Tidak adanya penyatuan dalam arti riil ini lebih jelas sebagaimana dinyatakannya dalam
sya’irnya:
Aku adalah rahasia Yang Maha Benar, dan bukanlah Yang Maha Benar itu aku, aku satu
dari yang benar, maka bedakanlah antara kami .

Dengan demikian, sebagaimana halnya dengan Abu Yazid al-Bustami, al-Hallaj ketika
menyatakan an al-haqq ( ) bukanlah ruh al-Hallaj yang mengucapkan hal itu, tetapi ruh
Tuhan yang mengambil tempat dalam dirinya. Dalam suatu kesempatan, sebagaimana
diungkapkan oleh at-Taftazani dalam buku Madkhal Ila al-Tasawwuf al-Islamy, al-Hallaj
menyatakan:
Barangsiapa mengira bahwa lahut (ketuhanan) berpadu jadi satu dengan nasut
(kemanusiaan) ataupun nasut berpadu dengan lahut, maka kafirlah dia. Sebab Allah
mandiri dalam Dzat maupun Sifat-Sifat-Nya, berbeda dengan dzat dan sifat makhluk-
Nya; dan merekapun sama sekali tidak menyerupai-Nya.
Dan katanya pula …
Seperti halnya nasutku lebur dalam lahut-Mu, tanpa berpadu dengan-Nya, Lahut-Mu
menguasai nasutku, tanpa berpadu dengannya .
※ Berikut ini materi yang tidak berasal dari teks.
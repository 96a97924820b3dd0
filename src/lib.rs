pub mod cli;
pub mod commands;
pub mod config;
pub mod orchestrator;
pub mod platform;
pub mod stats;
pub mod ui;
use std::collections::BTreeMap;
use std::path::{Path, PathBuf};
use std::time::{Duration, Instant};

use chrono::{DateTime, Local};
use serde::Serialize;
use tokio::sync::watch;
use tracing::{info, warn};

use crate::config::model::{BuildConfig, ServiceConfig};
use crate::config::resolve_service_dir;

/// Static identity of a managed service.
#[derive(Debug, Clone, PartialEq)]
pub struct ServiceSpec {
    pub name: String,
    pub port: u16,
    pub command: String,
    pub working_dir: PathBuf,
    pub env: BTreeMap<String, String>,
    pub build: Option<BuildConfig>,
}

impl ServiceSpec {
    pub fn from_config(name: &str, config: &ServiceConfig, config_dir: &Path) -> Self {
        Self {
            name: name.to_string(),
            port: config.port,
            command: config.command.clone(),
            working_dir: resolve_service_dir(config_dir, config.path.as_deref()),
            env: config.env.clone(),
            build: config.build.clone(),
        }
    }
}

#[derive(Debug, Clone, Copy, PartialEq, Eq, Serialize)]
#[serde(rename_all = "snake_case")]
pub enum ServicePhase {
    Stopped,
    Starting,
    Running,
    Stopping,
}

impl std::fmt::Display for ServicePhase {
    fn fmt(&self, f: &mut std::fmt::Formatter<'_>) -> std::fmt::Result {
        let s = match self {
            ServicePhase::Stopped => "stopped",
            ServicePhase::Starting => "starting",
            ServicePhase::Running => "running",
            ServicePhase::Stopping => "stopping",
        };
        f.write_str(s)
    }
}

/// How a spawned process ended, as published by its monitor task.
#[derive(Debug, Clone, PartialEq, Eq)]
pub enum ExitState {
    /// Exit code, `None` when killed by a signal.
    Exited(Option<i32>),
    WaitFailed(String),
}

impl std::fmt::Display for ExitState {
    fn fmt(&self, f: &mut std::fmt::Formatter<'_>) -> std::fmt::Result {
        match self {
            ExitState::Exited(Some(code)) => write!(f, "exited with code {}", code),
            ExitState::Exited(None) => write!(f, "killed by signal"),
            ExitState::WaitFailed(e) => write!(f, "wait failed: {}", e),
        }
    }
}

/// A process this controller spawned.
#[derive(Debug)]
pub struct ProcessHandle {
    pid: u32,
    started: Instant,
    started_at: DateTime<Local>,
    exit: watch::Receiver<Option<ExitState>>,
}

impl ProcessHandle {
    pub fn new(pid: u32, exit: watch::Receiver<Option<ExitState>>) -> Self {
        Self {
            pid,
            started: Instant::now(),
            started_at: Local::now(),
            exit,
        }
    }

    pub fn pid(&self) -> u32 {
        self.pid
    }

    pub fn started_at(&self) -> DateTime<Local> {
        self.started_at
    }

    pub fn uptime(&self) -> Duration {
        self.started.elapsed()
    }

    /// `None` while the process is running. A monitor that vanished without
    /// reporting counts as an exit.
    pub fn exit_state(&self) -> Option<ExitState> {
        if let Some(state) = self.exit.borrow().clone() {
            return Some(state);
        }
        if self.exit.has_changed().is_err() {
            return Some(ExitState::WaitFailed("monitor gone".to_string()));
        }
        None
    }

    pub fn is_running(&self) -> bool {
        self.exit_state().is_none()
    }

    /// Wait up to `window` for the exit event; true if the process exited.
    pub async fn wait_exit(&mut self, window: Duration) -> bool {
        match tokio::time::timeout(window, self.exit.wait_for(|s| s.is_some())).await {
            Ok(_) => true,
            Err(_) => false,
        }
    }
}

/// One configured service and its at most one live process.
#[derive(Debug)]
pub struct ManagedService {
    pub spec: ServiceSpec,
    pub phase: ServicePhase,
    pub handle: Option<ProcessHandle>,
}

impl ManagedService {
    pub fn new(spec: ServiceSpec) -> Self {
        Self {
            spec,
            phase: ServicePhase::Stopped,
            handle: None,
        }
    }

    /// Clear the handle if its process has exited on its own.
    pub fn reap(&mut self) -> Option<ExitState> {
        let state = self.handle.as_ref()?.exit_state()?;
        if let Some(handle) = self.handle.take() {
            let name = &self.spec.name;
            match state {
                ExitState::Exited(Some(0)) => info!(service = %name, pid = handle.pid(), "process exited"),
                _ => warn!(service = %name, pid = handle.pid(), %state, "process exited unexpectedly"),
            }
        }
        self.phase = ServicePhase::Stopped;
        Some(state)
    }

    pub fn own_pid(&self) -> Option<u32> {
        self.handle.as_ref().filter(|h| h.is_running()).map(|h| h.pid())
    }
}

#[cfg(test)]
mod tests {
    use super::*;

    fn spec() -> ServiceSpec {
        ServiceSpec {
            name: "backend".into(),
            port: 5050,
            command: "node server.js".into(),
            working_dir: PathBuf::from("."),
            env: BTreeMap::new(),
            build: None,
        }
    }

    #[test]
    fn spec_from_config_resolves_path() {
        let config = ServiceConfig {
            path: Some("../backend".into()),
            command: "node server.js".into(),
            port: 5050,
            env: BTreeMap::new(),
            build: None,
        };
        let spec = ServiceSpec::from_config("backend", &config, Path::new("/srv/app/launcher"));
        assert_eq!(spec.working_dir, PathBuf::from("/srv/app/launcher/../backend"));
        assert_eq!(spec.port, 5050);
    }

    #[tokio::test]
    async fn handle_reports_exit() {
        let (tx, rx) = watch::channel(None);
        let mut handle = ProcessHandle::new(42, rx);
        assert!(handle.is_running());
        assert!(!handle.wait_exit(Duration::from_millis(10)).await);

        tx.send(Some(ExitState::Exited(Some(1)))).unwrap();
        assert!(handle.wait_exit(Duration::from_millis(10)).await);
        assert_eq!(handle.exit_state(), Some(ExitState::Exited(Some(1))));
    }

    #[tokio::test]
    async fn dropped_monitor_counts_as_exit() {
        let (tx, rx) = watch::channel(None);
        let mut handle = ProcessHandle::new(42, rx);
        drop(tx);
        assert!(!handle.is_running());
        assert!(handle.wait_exit(Duration::from_millis(10)).await);
    }

    #[test]
    fn reap_clears_exited_handle() {
        let (tx, rx) = watch::channel(None);
        let mut svc = ManagedService::new(spec());
        svc.handle = Some(ProcessHandle::new(42, rx));
        svc.phase = ServicePhase::Running;

        assert_eq!(svc.reap(), None);
        assert_eq!(svc.own_pid(), Some(42));

        tx.send(Some(ExitState::Exited(None))).unwrap();
        assert_eq!(svc.reap(), Some(ExitState::Exited(None)));
        assert!(svc.handle.is_none());
        assert_eq!(svc.phase, ServicePhase::Stopped);
    }

    #[test]
    fn phase_display() {
        assert_eq!(ServicePhase::Running.to_string(), "running");
        assert_eq!(ServicePhase::Stopped.to_string(), "stopped");
    }
}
Di sini al-Hallaj secara tegas meniadakan segala macam bentuk dan unsur anthropomor-
phisme, walaupun pada awalnya seolah ada kontradiksi pada pernyataan tentang hulul, di
satu kesempatan seolah ada pernyataan tentang penyatuan tapi pada sisi lain dia
menegasikan penyatuan itu. Akhirnya, adalah sangat tidak logis apabila seorang sufi yang
sepanjang hidupnya merindukan dan mencari Tuhan, mengaku dirinya Tuhan.